Otro médico amigo me comentó que el suministro de medicinas había mejorado, pero a él le consta que la mayoría se queda en las farmacias, lo que en muchos casos implica que termina siendo vendido por la izquierda.

“De manera que”, me dije horas después, ya en casa, con la cabeza fría, “las recetas que emite una doctora cubana, que ejerce su profesión en el territorio nacional, solo tienen valor dentro de la provincia donde trabaja.
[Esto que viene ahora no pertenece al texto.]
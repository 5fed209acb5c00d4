//! Profile configuration for ACI tooling.
//!
//! TOML profiles merged with `ACI_` environment overrides, credential
//! resolution (credentials file, env, keyring, plaintext), and translation
//! to `aci_core::ProviderConfig`. `Config` also implements
//! [`ProviderResolver`], so a profile name can be handed straight to a
//! `Connector`.

use std::collections::HashMap;
use std::path::{Path, PathBuf};
use std::time::Duration;

use directories::ProjectDirs;
use figment::{
    Figment,
    providers::{Env, Format, Serialized, Toml},
};
use secrecy::ExposeSecret;
use serde::{Deserialize, Serialize};
use thiserror::Error;
use tracing::debug;

use aci_core::{
    Credentials, ProviderConfig, ProviderResolver, ResolveError, TlsVerification,
    parse_credentials_secret,
};

const KEYRING_SERVICE: &str = "aci";
const PASSWORD_ENV: &str = "ACI_PASSWORD";
const USERNAME_ENV: &str = "ACI_USERNAME";

// ── Error ───────────────────────────────────────────────────────────

#[derive(Debug, Error)]
pub enum ConfigError {
    #[error("invalid {field}: {reason}")]
    Validation { field: String, reason: String },

    #[error("profile '{name}' not found")]
    UnknownProfile { name: String },

    #[error("no credentials configured for profile '{profile}'")]
    NoCredentials { profile: String },

    #[error("failed to read credentials file {path}: {reason}")]
    CredentialsFile { path: PathBuf, reason: String },

    #[error("keyring error: {0}")]
    Keyring(#[from] keyring::Error),

    #[error("failed to serialize config: {0}")]
    Serialization(#[from] toml::ser::Error),

    #[error("config loading failed: {0}")]
    Figment(Box<figment::Error>),

    #[error("IO error: {0}")]
    Io(#[from] std::io::Error),
}

impl From<figment::Error> for ConfigError {
    fn from(err: figment::Error) -> Self {
        Self::Figment(Box::new(err))
    }
}

impl From<ConfigError> for ResolveError {
    fn from(err: ConfigError) -> Self {
        match err {
            ConfigError::UnknownProfile { name } => ResolveError::ProviderNotFound { name },
            ConfigError::NoCredentials { profile } => {
                ResolveError::CredentialsNotFound { name: profile }
            }
            ConfigError::CredentialsFile { reason, .. } => ResolveError::InvalidSecret { reason },
            other => ResolveError::Other(other.to_string()),
        }
    }
}

// ── TOML config structs ─────────────────────────────────────────────

/// Top-level TOML configuration.
#[derive(Debug, Deserialize, Serialize)]
pub struct Config {
    /// Default profile name.
    pub default_profile: Option<String>,

    /// Global defaults.
    #[serde(default)]
    pub defaults: Defaults,

    /// Named controller profiles.
    #[serde(default)]
    pub profiles: HashMap<String, Profile>,
}

impl Default for Config {
    fn default() -> Self {
        Self {
            default_profile: Some("default".into()),
            defaults: Defaults::default(),
            profiles: HashMap::new(),
        }
    }
}

impl Config {
    /// Name of the profile to use when none is given.
    pub fn default_profile_name(&self) -> &str {
        self.default_profile.as_deref().unwrap_or("default")
    }

    pub fn profile(&self, name: &str) -> Result<&Profile, ConfigError> {
        self.profiles
            .get(name)
            .ok_or_else(|| ConfigError::UnknownProfile { name: name.into() })
    }
}

#[derive(Debug, Deserialize, Serialize)]
pub struct Defaults {
    #[serde(default = "default_output")]
    pub output: String,

    #[serde(default)]
    pub insecure: bool,

    #[serde(default = "default_timeout")]
    pub timeout: u64,
}

impl Default for Defaults {
    fn default() -> Self {
        Self {
            output: default_output(),
            insecure: false,
            timeout: default_timeout(),
        }
    }
}

fn default_output() -> String {
    "table".into()
}
fn default_timeout() -> u64 {
    30
}

/// A named APIC profile.
#[derive(Debug, Default, Clone, Deserialize, Serialize)]
pub struct Profile {
    /// Controller base URL (e.g., "https://apic.example.net").
    pub controller: String,

    /// Login user.
    pub username: Option<String>,

    /// Password (plaintext, prefer keyring or a credentials file).
    pub password: Option<String>,

    /// Environment variable name containing the password.
    pub password_env: Option<String>,

    /// JSON file holding `{"username": ..., "password": ...}`.
    pub credentials_file: Option<PathBuf>,

    /// Path to custom CA certificate.
    pub ca_cert: Option<PathBuf>,

    /// Skip certificate verification.
    pub insecure: Option<bool>,

    /// Per-request timeout in seconds.
    pub timeout: Option<u64>,
}

// ── Config file path ────────────────────────────────────────────────

/// Resolve the config file path via XDG / platform conventions.
pub fn config_path() -> PathBuf {
    ProjectDirs::from("net", "aci-sync", "aci").map_or_else(
        || {
            let mut p = dirs_fallback();
            p.push("config.toml");
            p
        },
        |dirs| dirs.config_dir().join("config.toml"),
    )
}

fn dirs_fallback() -> PathBuf {
    let mut p = PathBuf::from(std::env::var("HOME").unwrap_or_else(|_| ".".into()));
    p.push(".config");
    p.push("aci");
    p
}

// ── Config loading ──────────────────────────────────────────────────

/// Load the full Config from the canonical file + environment.
pub fn load_config() -> Result<Config, ConfigError> {
    load_config_from(&config_path())
}

/// Load config from `path` + environment.
///
/// Nested keys are addressed with a double underscore, e.g.
/// `ACI_PROFILES__LAB__CONTROLLER`.
pub fn load_config_from(path: &Path) -> Result<Config, ConfigError> {
    let figment = Figment::new()
        .merge(Serialized::defaults(Config::default()))
        .merge(Toml::file(path))
        .merge(Env::prefixed("ACI_").split("__"));

    let config: Config = figment.extract()?;
    Ok(config)
}

/// Load config, returning a default if the file doesn't exist.
pub fn load_config_or_default() -> Config {
    load_config().unwrap_or_default()
}

// ── Config saving ───────────────────────────────────────────────────

/// Serialize config to TOML and write to the canonical config path.
pub fn save_config(cfg: &Config) -> Result<(), ConfigError> {
    save_config_to(cfg, &config_path())
}

pub fn save_config_to(cfg: &Config, path: &Path) -> Result<(), ConfigError> {
    if let Some(parent) = path.parent() {
        std::fs::create_dir_all(parent)?;
    }
    let toml_str = toml::to_string_pretty(cfg)?;
    std::fs::write(path, toml_str)?;
    Ok(())
}

// ── Credential resolution ───────────────────────────────────────────

/// Store a profile's password in the system keyring.
pub fn store_keyring_password(profile_name: &str, password: &str) -> Result<(), ConfigError> {
    let entry = keyring::Entry::new(KEYRING_SERVICE, &format!("{profile_name}/password"))?;
    entry.set_password(password)?;
    Ok(())
}

fn keyring_password(profile_name: &str) -> Option<String> {
    keyring::Entry::new(KEYRING_SERVICE, &format!("{profile_name}/password"))
        .ok()?
        .get_password()
        .ok()
}

/// Read a `{"username", "password"}` credentials file.
pub fn read_credentials_file(path: &Path) -> Result<Credentials, ConfigError> {
    let data = std::fs::read(path).map_err(|e| ConfigError::CredentialsFile {
        path: path.to_owned(),
        reason: e.to_string(),
    })?;
    parse_credentials_secret(&data).map_err(|e| ConfigError::CredentialsFile {
        path: path.to_owned(),
        reason: e.to_string(),
    })
}

/// Resolve credentials for a profile.
///
/// Order: credentials file, `password_env`, `ACI_PASSWORD`, keyring,
/// plaintext. The username comes from the profile or `ACI_USERNAME`.
pub fn resolve_credentials(profile: &Profile, profile_name: &str) -> Result<Credentials, ConfigError> {
    resolve_credentials_with(
        profile,
        profile_name,
        |name| std::env::var(name).ok(),
        keyring_password,
    )
}

fn resolve_credentials_with(
    profile: &Profile,
    profile_name: &str,
    env: impl Fn(&str) -> Option<String>,
    keyring: impl Fn(&str) -> Option<String>,
) -> Result<Credentials, ConfigError> {
    // 1. Credentials file carries both halves
    if let Some(ref path) = profile.credentials_file {
        debug!(profile = profile_name, path = %path.display(), "using credentials file");
        return read_credentials_file(path);
    }

    let username = profile
        .username
        .clone()
        .or_else(|| env(USERNAME_ENV))
        .ok_or_else(|| ConfigError::NoCredentials {
            profile: profile_name.into(),
        })?;

    // 2. Profile's password_env
    if let Some(pw) = profile.password_env.as_deref().and_then(&env) {
        return Ok(Credentials::new(username, pw));
    }

    // 3. Global env var
    if let Some(pw) = env(PASSWORD_ENV) {
        return Ok(Credentials::new(username, pw));
    }

    // 4. Keyring
    if let Some(pw) = keyring(profile_name) {
        return Ok(Credentials::new(username, pw));
    }

    // 5. Plaintext in config
    if let Some(ref pw) = profile.password {
        return Ok(Credentials::new(username, pw.clone()));
    }

    Err(ConfigError::NoCredentials {
        profile: profile_name.into(),
    })
}

/// Build a `ProviderConfig` from a profile, falling back to `defaults`.
pub fn profile_to_provider_config(
    profile: &Profile,
    defaults: &Defaults,
) -> Result<ProviderConfig, ConfigError> {
    let url: url::Url = profile
        .controller
        .parse()
        .map_err(|_| ConfigError::Validation {
            field: "controller".into(),
            reason: format!("invalid URL: {}", profile.controller),
        })?;

    let mut config = ProviderConfig::new(url).with_timeout(Duration::from_secs(
        profile.timeout.unwrap_or(defaults.timeout),
    ));

    if profile.insecure.unwrap_or(defaults.insecure) {
        config.tls = TlsVerification::DangerAcceptInvalid;
    } else if let Some(ref ca_path) = profile.ca_cert {
        config.tls = TlsVerification::CustomCa(ca_path.clone());
    }

    Ok(config)
}

// ── Resolver ────────────────────────────────────────────────────────

impl ProviderResolver for Config {
    async fn provider_config(&self, name: &str) -> Result<ProviderConfig, ResolveError> {
        let profile = self.profile(name)?;
        Ok(profile_to_provider_config(profile, &self.defaults)?)
    }

    async fn credentials(&self, name: &str) -> Result<Credentials, ResolveError> {
        let profile = self.profile(name)?;
        let creds = resolve_credentials(profile, name)?;
        if creds.password.expose_secret().is_empty() {
            return Err(ResolveError::InvalidSecret {
                reason: format!("empty password for profile '{name}'"),
            });
        }
        Ok(creds)
    }
}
Esa doctora tiene nombre, apellidos, identificación, título, usa un cuño que estampa en las recetas, todo lo cual puede ser comprobado”. Y ya puesto a pensar en lo ocurrido, me seguí diciendo: “Así que la receta de un lugar que queda a unos 35 km de El Vedado (y a unos 15 del Guatao, del Cano, de San Agustín) no tiene validez en estos barrios, pero sí en Artemisa, distante 56 km, o en los remotos Bahía Honda y San Cristóbal”.

Hay días en que los pensamientos se vuelven obsesivos, recurrentes: “Y todo eso quiere decir que un ciudadano cubano que trabaja un poco más allá de los límites de su provincia, si en aquel municipio no encuentra la medicina que requiere (lo cual, en las actuales circunstancias, es muy probable que suceda), tiene que dedicar horas para visitar a otro médico, y hacerle perder tiempo a él, para conseguir una nueva receta cuya única diferencia con la original no será el tipo de medicamento, ni la cantidad, ni el nombre del paciente, sino solo el lugar donde ejerza su profesión el doctor o la doctora. Y, para colmo de males, todo eso tiene que hacerlo una persona enferma, que puede estar mucho peor de lo que estoy yo”.

“¿Es alentando la burocracia y confundiendo verbos tan diversos, y a veces encontrados entre sí, como prohibir, controlar y ordenar como se logrará frenar el robo, la corrupción, la ineficiencia?”, me pregunté.

“¿De esa forma llegaremos en algún momento (situado, ya estoy convencido, más allá de los límites de mi vida y de las de mis coetáneos) a un Estado próspero y sostenible?”

Y más aún: “¿Podremos llamar socialista a un Estado que llegue a ser próspero y sostenible pero que por el camino deje a un lado el humanismo?”